Powell River and District United Way has received 5,000 masks that will be distributed to 12 organizations throughout the qathet region.
This is part of a province-wide program called One Million Masks, where one million disposable masks have been procured by BC Ferries and several other businesses and organizations, partnering with United Way, to support those who might need a mask but are unable to access one.
Julie Jenkins, Powell River and District Way director of community engagement and resource development, said United Way of the Lower Mainland, and several businesses and transportation company partners, have been working on this for quite some time in response to needs in communities across the province for people who might not have access to masks. Jenkins was contacted by United Way of the Lower Mainland, asking how many masks might be needed in the region here. She quickly reached out to a number of local programs and community groups United Way works with to determine how many they could use.
“We arrived at a number of 5,000 and we were able to secure that amount from the one million that are being distributed across the province,” said Jenkins. “We have 12 local agencies and programs that are going to be receiving masks.”
The organizations include: the hygiene cupboard program (Powell River and District United Way); Métis Nation Powell River; Miklat Recovery Society; ORCA (On the Road with Children’s Activities) Bus program; Powell River Action Centre Food Bank; Powell River Brain Injury Society; Powell River Child, Youth and Family Services Society; Powell River Hospice Society; Powell River Senior Citizens Association Branch 49; Strive Living Society; Texada Food Bank; and Tla’amin Health Elders Program.
Jenkins said the program is serendipitous because she started to hear some concerns in the community about masks in the fall as requirements for personal protective equipment (PPE) were popping up.
“Not everyone has access to a clean mask and some people don’t have access to laundry facilities for reusable masks,” said Jenkins. “We started to collect donations of masks for the hygiene cupboard at United Way, but nothing of this scale.
“This is really helpful because we were able to reach out to community partners and almost everyone wrote back and said they could use them and their clients could use them.”

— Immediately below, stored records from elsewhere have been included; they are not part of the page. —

//! Error types for the work-queue consumer.

use super::Channel;
use crate::dispatch::ports::{CollaboratorError, StreamError};
use crate::review::domain::ReviewDomainError;
use crate::review::services::ReviewLifecycleError;
use thiserror::Error;

/// Errors returned while parsing a stream entry into a command.
#[derive(Debug, Clone, Error, PartialEq, Eq)]
pub enum CommandParseError {
    /// The channel name is not known.
    #[error("unknown channel: {0}")]
    UnknownChannel(String),

    /// A required field is absent or blank.
    #[error("{channel} command is missing field {field:?}")]
    MissingField {
        /// Channel of the entry.
        channel: Channel,
        /// Name of the missing field.
        field: &'static str,
    },

    /// The resend id is neither a sequence number nor a fingerprint.
    #[error("invalid task id: {0}")]
    InvalidTaskRef(ReviewDomainError),
}

/// Result type for consumer operations.
pub type DispatchResult<T> = Result<T, DispatchError>;

/// Errors raised while executing one command.
#[derive(Debug, Clone, Error)]
pub enum DispatchError {
    /// The entry could not be parsed.
    #[error(transparent)]
    Command(#[from] CommandParseError),

    /// The lifecycle engine rejected the operation.
    #[error(transparent)]
    Lifecycle(#[from] ReviewLifecycleError),

    /// The command stream failed.
    #[error(transparent)]
    Stream(#[from] StreamError),

    /// An external collaborator failed.
    #[error(transparent)]
    Collaborator(#[from] CollaboratorError),

    /// More than one open task matches the codes of a finishing mail.
    #[error("{matches} open tasks match codes {codes}")]
    AmbiguousTask {
        /// Codes read from the mail, joined by `+`.
        codes: String,
        /// Number of matching open tasks.
        matches: u64,
    },
}
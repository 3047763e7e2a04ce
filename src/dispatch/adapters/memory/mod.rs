//! In-memory adapters for tests and single-process use.

mod collaborators;
mod stream;

pub use collaborators::{InMemoryDocumentReader, InMemoryMailSource, RecordingNotifier};
pub use stream::InMemoryCommandStream;
//! Command stream port with at-least-once group delivery.

use crate::dispatch::domain::{Channel, EntryId, StreamEntry};
use async_trait::async_trait;
use std::collections::BTreeMap;
use std::sync::Arc;
use thiserror::Error;

/// Result type for command stream operations.
pub type StreamResult<T> = Result<T, StreamError>;

/// Append-only command log consumed by the `worker` group.
///
/// Each entry is delivered to exactly one consumer of the group and stays
/// pending until acknowledged.
#[cfg_attr(test, mockall::automock)]
#[async_trait]
pub trait CommandStream: Send + Sync {
    /// Creates the consumer group on every channel when missing.
    ///
    /// New groups start after the newest existing entry.
    ///
    /// # Errors
    ///
    /// Returns [`StreamError::Persistence`] on storage failure.
    async fn ensure_groups(&self) -> StreamResult<()>;

    /// Appends a command and returns its id.
    ///
    /// # Errors
    ///
    /// Returns [`StreamError::Persistence`] on storage failure.
    async fn add(
        &self,
        source: &str,
        channel: Channel,
        fields: BTreeMap<String, String>,
    ) -> StreamResult<EntryId>;

    /// Claims the oldest undelivered entry for `consumer`, waiting until one
    /// is available.
    ///
    /// # Errors
    ///
    /// Returns [`StreamError::Persistence`] on storage failure and
    /// [`StreamError::Closed`] when the stream shuts down.
    async fn read(&self, consumer: &str) -> StreamResult<StreamEntry>;

    /// Acknowledges delivered entries and returns how many were pending.
    ///
    /// # Errors
    ///
    /// Returns [`StreamError::Persistence`] on storage failure.
    async fn ack(&self, channel: Channel, ids: &[EntryId]) -> StreamResult<u64>;

    /// Drops the oldest entries so each channel keeps at most `max_len`,
    /// returning how many were removed.
    ///
    /// # Errors
    ///
    /// Returns [`StreamError::Persistence`] on storage failure.
    async fn trim(&self, max_len: u64) -> StreamResult<u64>;
}

/// Errors returned by command stream implementations.
#[derive(Debug, Clone, Error)]
pub enum StreamError {
    /// The stream no longer delivers entries.
    #[error("command stream closed")]
    Closed,

    /// A stored entry could not be decoded.
    #[error("malformed stream entry {id}: {reason}")]
    Malformed {
        /// Raw entry id.
        id: i64,
        /// What was wrong with it.
        reason: String,
    },

    /// Persistence-layer failure.
    #[error("persistence error: {0}")]
    Persistence(Arc<dyn std::error::Error + Send + Sync>),
}

impl StreamError {
    /// Wraps a persistence error.
    pub fn persistence(err: impl std::error::Error + Send + Sync + 'static) -> Self {
        Self::Persistence(Arc::new(err))
    }
}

Jenkins said she was glad to see the masks are of high quality.
She said the neat thing about the project is different organizations are able to come together and pull off such a large distribution across the province and in the community.
Jenkins said she is pleased that United Way can be involved in such a project, and that distribution of the masks should help to continue with low case counts of COVID-19 in Powell River.
“The PPE and masks are an essential part of keeping people safe and we want to make sure those safety provisions are equitable, that people have equal access to the PPE that’s required to stay safe, and they are not having to make sacrifices or difficult choices to make that happen,” said Jenkins. “We want to make sure people are continuing to access the community services they need and if there are barriers in place, we are able to address those in a collaborative and timely way.”
Jenkins said it has been incredible to watch community-based organizations and local services adapt their programs since last March. A part of that is ensuring everybody is safe, including clients and staff.
“We’re really happy to contribute in any way we can and the masks initiative is a great opportunity,” said Jenkins.
She said this type of project is the kind of role United Way plays in the community.
“It’s part of our model to be ready to adapt to emergency situations like this,” said Jenkins. “Thanks to our volunteers and community partners, and our donors and corporate sponsors; it’s really a collaborative effort. It’s neat to watch it happen.”
Jenkins said when the masks mandate came down last November, it was a real concern and community organizations have been filling this need for their clients. She said the masks project is one cost that United Way can help take off the budgets of these organizations. In these instances, money can be used for something else rather than the purchase of masks.
“We are all looking forward to a future where we don’t need to wear masks anymore but for now, this is what’s going to get us there,” said Jenkins. “It’s an important step. Nobody knows how long this is going to go on. It’s requiring us to come together and work together.
“It’s so important that people are able to continue to access services. If we can help support that safely, that’s what we’re here for. I keep thinking about one million masks across the province and that’s a big operation. It’s possible because these local groups have the community connections and because of the big partners that joined in and made the masks donation possible.”
Contributing masks to the project were: Deloitte Canada, TransLink, OEC Group, Vancouver Airport Authority (YVR), BC Ferries, BCAA, SCI and BC Transit.